A promise may be successfully fulfilled only once, after which force will forever return the same result. If fulfill is successful it returns true, otherwise it returns false indicating the promise is already fulfilled (or in the process of being fulfilled). When force is called on an unfulfilled promise, the call will block until the promise is fulfilled.

A future is a promise which is fulfilled in parallel. When a future is created, a parallel task is made from the code passed.

(let ((f (future
           (sleep 0.2)
           (+ 3 4))))
  (fulfilledp f) ; => nil
  (sleep 0.4)
  (fulfilledp f) ; => t
  (force f))

; => 7

Here are two futures competing to fulfill a promise:

(let* ((p (promise))
       (f (future
            (sleep 0.05)
            (fulfill p 'f-was-here)))
       (g (future
            (sleep 0.049999)
            (fulfill p 'g-was-here))))
  (list (force p) (force f) (force g)))


Whichever result appears is dependent upon your system. Note the return value of fulfill indicating success or failure.

Importantly, fulfill is a macro. When we consider giving fulfill an actual calculation to perform instead of an immediate value like 3, the reason for fulfill being a macro should be clear. If a promise is already fulfilled then we do not want the code passed to fulfill to be needlessly executed.

A speculation—created by speculate—is a low-priority future whose associated task is executed only when those of regular futures are not pending.

Like futures and speculations, a delay is also a promise associated with some code. However instead of being fulfilled in parallel, a delay is fulfilled when force is called upon it.

Futures, speculations, and delays are thus types of promises, and they only differ in how they are fulfilled. In fact they hardly differ in that regard since all must obey fulfill which, if successful, overrides any “fulfillment plan” that may be in place.

(let ((f (future (+ 1 2)))
      (g (delay  (+ 3 4)))
      (h (delay  (+ 5 6))))
  (fulfill f 'nevermind)       ; may or may not cancel f's computation
  (fulfill g (+ 7 8))          ; 'force' will no longer compute (+ 3 4)
  (mapcar 'force (list f g h)))

; => (3 15 11) or (NEVERMIND 15 11)

f‘s planned computation is canceled if the first fulfill happens to grab the future before a worker thread gets it.

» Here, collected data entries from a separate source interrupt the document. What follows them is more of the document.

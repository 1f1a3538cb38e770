//! Local transaction record and its status state machine.
//!
//! A [`Transaction`] mirrors one settlement-provider order. Its
//! `status_history` is append-only and ordered by timestamp; the last entry
//! always carries the current `status`.

use std::fmt;
use std::str::FromStr;

use chrono::{DateTime, Utc};
use rust_decimal::Decimal;
use serde::{Deserialize, Serialize};
use utoipa::ToSchema;

use super::anomaly::{AnomalyKind, ReconciliationAnomaly};
use super::identity::UserId;

/// Identifier of a transaction.
///
/// The provider's order id is used verbatim, so a provider order maps 1:1
/// to a local transaction.
#[derive(Debug, Clone, PartialEq, Eq, Hash, PartialOrd, Ord, Serialize, Deserialize, ToSchema)]
#[serde(transparent)]
pub struct TransactionId(String);

impl TransactionId {
    /// Wraps a provider order id.
    #[must_use]
    pub fn new(id: impl Into<String>) -> Self {
        Self(id.into())
    }

    /// Returns the id as a string slice.
    #[must_use]
    pub fn as_str(&self) -> &str {
        &self.0
    }
}

impl fmt::Display for TransactionId {
    fn fmt(&self, f: &mut fmt::Formatter<'_>) -> fmt::Result {
        f.write_str(&self.0)
    }
}

impl From<&str> for TransactionId {
    fn from(id: &str) -> Self {
        Self(id.to_string())
    }
}

impl From<String> for TransactionId {
    fn from(id: String) -> Self {
        Self(id)
    }
}

/// Whether the user bought or sold crypto.
#[derive(Debug, Clone, Copy, PartialEq, Eq, Hash, Serialize, Deserialize, ToSchema)]
#[serde(rename_all = "SCREAMING_SNAKE_CASE")]
pub enum Direction {
    /// Fiat in, crypto out.
    Buy,
    /// Crypto in, fiat out.
    Sell,
}

impl Direction {
    /// Provider wire name.
    #[must_use]
    pub const fn as_str(self) -> &'static str {
        match self {
            Self::Buy => "BUY",
            Self::Sell => "SELL",
        }
    }
}

impl fmt::Display for Direction {
    fn fmt(&self, f: &mut fmt::Formatter<'_>) -> fmt::Result {
        f.write_str(self.as_str())
    }
}

impl FromStr for Direction {
    type Err = String;

    fn from_str(s: &str) -> Result<Self, Self::Err> {
        match s.trim().to_ascii_uppercase().as_str() {
            "BUY" => Ok(Self::Buy),
            "SELL" => Ok(Self::Sell),
            other => Err(format!("unknown direction: {other}")),
        }
    }
}

/// Lifecycle status of a transaction.
///
/// ```text
/// PENDING -> PROCESSING -> COMPLETED | FAILED | EXPIRED
/// PENDING -> CANCELLED
/// ```
#[derive(Debug, Clone, Copy, PartialEq, Eq, Hash, Serialize, Deserialize, ToSchema)]
#[serde(rename_all = "SCREAMING_SNAKE_CASE")]
pub enum TransactionStatus {
    /// Order created, nothing settled yet.
    Pending,
    /// Provider is settling the order.
    Processing,
    /// Settled successfully.
    Completed,
    /// Settlement failed.
    Failed,
    /// Cancelled before processing.
    Cancelled,
    /// Timed out during processing.
    Expired,
}

/// Outcome of comparing a stored status with a reported one.
#[derive(Debug, Clone, Copy, PartialEq, Eq)]
pub enum Transition {
    /// Reported status equals the stored one.
    Unchanged,
    /// Reported status is a legal move forward.
    Forward,
    /// Reported status would move the transaction backward or out of a
    /// terminal state.
    Backward,
}

impl TransactionStatus {
    /// Every status, in lifecycle order.
    pub const ALL: [Self; 6] = [
        Self::Pending,
        Self::Processing,
        Self::Completed,
        Self::Failed,
        Self::Cancelled,
        Self::Expired,
    ];

    /// Wire and storage name.
    #[must_use]
    pub const fn as_str(self) -> &'static str {
        match self {
            Self::Pending => "PENDING",
            Self::Processing => "PROCESSING",
            Self::Completed => "COMPLETED",
            Self::Failed => "FAILED",
            Self::Cancelled => "CANCELLED",
            Self::Expired => "EXPIRED",
        }
    }

    /// Returns `true` for statuses that accept no further transition.
    #[must_use]
    pub const fn is_terminal(self) -> bool {
        matches!(
            self,
            Self::Completed | Self::Failed | Self::Cancelled | Self::Expired
        )
    }

    const fn rank(self) -> u8 {
        match self {
            Self::Pending => 0,
            Self::Processing => 1,
            Self::Completed | Self::Failed | Self::Cancelled | Self::Expired => 2,
        }
    }

    /// Classifies a move from `self` to `next`.
    ///
    /// The provider may skip intermediate states, so any move to a higher
    /// rank is forward. Terminal states are sticky.
    #[must_use]
    pub const fn transition_to(self, next: Self) -> Transition {
        if self as u8 == next as u8 {
            Transition::Unchanged
        } else if self.is_terminal() || next.rank() <= self.rank() {
            Transition::Backward
        } else {
            Transition::Forward
        }
    }
}

impl fmt::Display for TransactionStatus {
    fn fmt(&self, f: &mut fmt::Formatter<'_>) -> fmt::Result {
        f.write_str(self.as_str())
    }
}

/// A status string outside the known set.
#[derive(Debug, Clone, PartialEq, Eq, thiserror::Error)]
#[error("unknown transaction status: {0}")]
pub struct UnknownStatus(pub String);

impl FromStr for TransactionStatus {
    type Err = UnknownStatus;

    fn from_str(s: &str) -> Result<Self, Self::Err> {
        let normalized = s.trim().to_ascii_uppercase();
        Self::ALL
            .into_iter()
            .find(|status| status.as_str() == normalized)
            .ok_or_else(|| UnknownStatus(s.to_string()))
    }
}

/// One entry of a transaction's status history.
#[derive(Debug, Clone, PartialEq, Eq, Serialize, Deserialize, ToSchema)]
#[serde(rename_all = "camelCase")]
pub struct StatusHistoryEntry {
    /// Status entered.
    pub status: TransactionStatus,
    /// Provider-reported time of the change.
    pub timestamp: DateTime<Utc>,
    /// Optional provider message.
    #[serde(default, skip_serializing_if = "Option::is_none")]
    pub message: Option<String>,
}

/// Provider-sourced attributes that are overwritten on every sync and never
/// historized.
#[derive(Debug, Clone, Default, PartialEq, Eq, Serialize, Deserialize, ToSchema)]
#[serde(rename_all = "camelCase")]
pub struct ProviderDetails {
    /// Chain the crypto leg settles on.
    pub network: Option<String>,
    /// Destination or source wallet.
    pub wallet_address: Option<String>,
    /// Explorer link for the wallet or transfer.
    pub wallet_link: Option<String>,
    /// Payment method used on the fiat leg.
    pub payment_option_id: Option<String>,
    /// Fiat amount converted to USD by the provider.
    pub fiat_amount_in_usd: Option<Decimal>,
}

/// Local mirror of one provider order.
#[derive(Debug, Clone, PartialEq, Eq, Serialize, Deserialize, ToSchema)]
#[serde(rename_all = "camelCase")]
pub struct Transaction {
    /// Provider order id.
    pub id: TransactionId,
    /// Buy or sell.
    pub direction: Direction,
    /// Crypto currency code, never empty.
    pub crypto_currency: String,
    /// Fiat currency code, never empty.
    pub fiat_currency: String,
    /// Non-negative fiat amount.
    pub fiat_amount: Decimal,
    /// Current status; equals the last history entry's status.
    pub status: TransactionStatus,
    /// Append-only, timestamp-ordered history.
    pub status_history: Vec<StatusHistoryEntry>,
    /// Descriptive attributes refreshed on each sync.
    #[serde(flatten)]
    pub details: ProviderDetails,
    /// Owning user. Immutable.
    pub user_id: UserId,
    /// Creation time. Immutable.
    pub created_at: DateTime<Utc>,
}

impl Transaction {
    /// Applies a reported status.
    ///
    /// Returns `Ok(false)` when the status is unchanged and `Ok(true)` when a
    /// history entry was appended. A transaction with an empty history is
    /// seeded with `(status, created_at)` first. The entry timestamp is
    /// raised to the previous entry's timestamp if the provider reports an
    /// older one.
    ///
    /// # Errors
    ///
    /// Returns a [`ReconciliationAnomaly`] for backward moves or moves out of
    /// a terminal status; the transaction is left untouched.
    pub fn apply_status(
        &mut self,
        next: TransactionStatus,
        at: DateTime<Utc>,
        message: Option<String>,
    ) -> Result<bool, ReconciliationAnomaly> {
        match self.status.transition_to(next) {
            Transition::Unchanged => Ok(false),
            Transition::Backward => Err(ReconciliationAnomaly::new(
                self.id.clone(),
                self.details.wallet_address.clone(),
                AnomalyKind::BackwardTransition {
                    from: self.status,
                    to: next,
                },
            )),
            Transition::Forward => {
                if self.status_history.is_empty() {
                    self.status_history.push(StatusHistoryEntry {
                        status: self.status,
                        timestamp: self.created_at,
                        message: None,
                    });
                }
                let floor = self
                    .status_history
                    .last()
                    .map_or(self.created_at, |entry| entry.timestamp);
                self.status_history.push(StatusHistoryEntry {
                    status: next,
                    timestamp: at.max(floor),
                    message,
                });
                self.status = next;
                Ok(true)
            }
        }
    }

    /// Checks the history invariants: timestamps non-decreasing and the last
    /// entry matching the current status.
    #[must_use]
    pub fn is_consistent(&self) -> bool {
        let ordered = self
            .status_history
            .windows(2)
            .all(|pair| matches!(pair, [a, b] if a.timestamp <= b.timestamp));
        let tail_matches = self
            .status_history
            .last()
            .is_none_or(|entry| entry.status == self.status);
        ordered && tail_matches
    }

    /// Case-insensitive substring match over currency and wallet fields.
    #[must_use]
    pub fn matches_search(&self, needle: &str) -> bool {
        let needle = needle.to_lowercase();
        [
            Some(self.crypto_currency.as_str()),
            Some(self.fiat_currency.as_str()),
            self.details.wallet_address.as_deref(),
            self.details.network.as_deref(),
        ]
        .into_iter()
        .flatten()
        .any(|field| field.to_lowercase().contains(&needle))
    }
}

For an object which is not a promise, force behaves like identity, returning the object passed. We may imagine that non-promise objects are like promises that are always fulfilled. fulfilledp returns true for any non-promise argument passed. Attempting to fulfill a non-promise is not an error, though of course it never succeeds.

Lastly there is chain, which links objects together by relaying force and fulfilledp calls.

(force (future (delay 3)))         ; => a delay object
(force (future (chain (delay 3)))) ; => 3

Suppose we wish to cancel a speculation and also signal an error if the speculation is forced after being canceled. This may be accomplished by giving a chained delay to fulfill.

(let ((f (speculate (+ 3 4))))
  (fulfill f (chain (delay (error "speculation canceled!"))))
  (force f))

; => 7 or #<SIMPLE-ERROR "speculation canceled!">

If chain were not present then force would return a delay object if fulfill succeeded, on which force would have to be called again in order to obtain the error.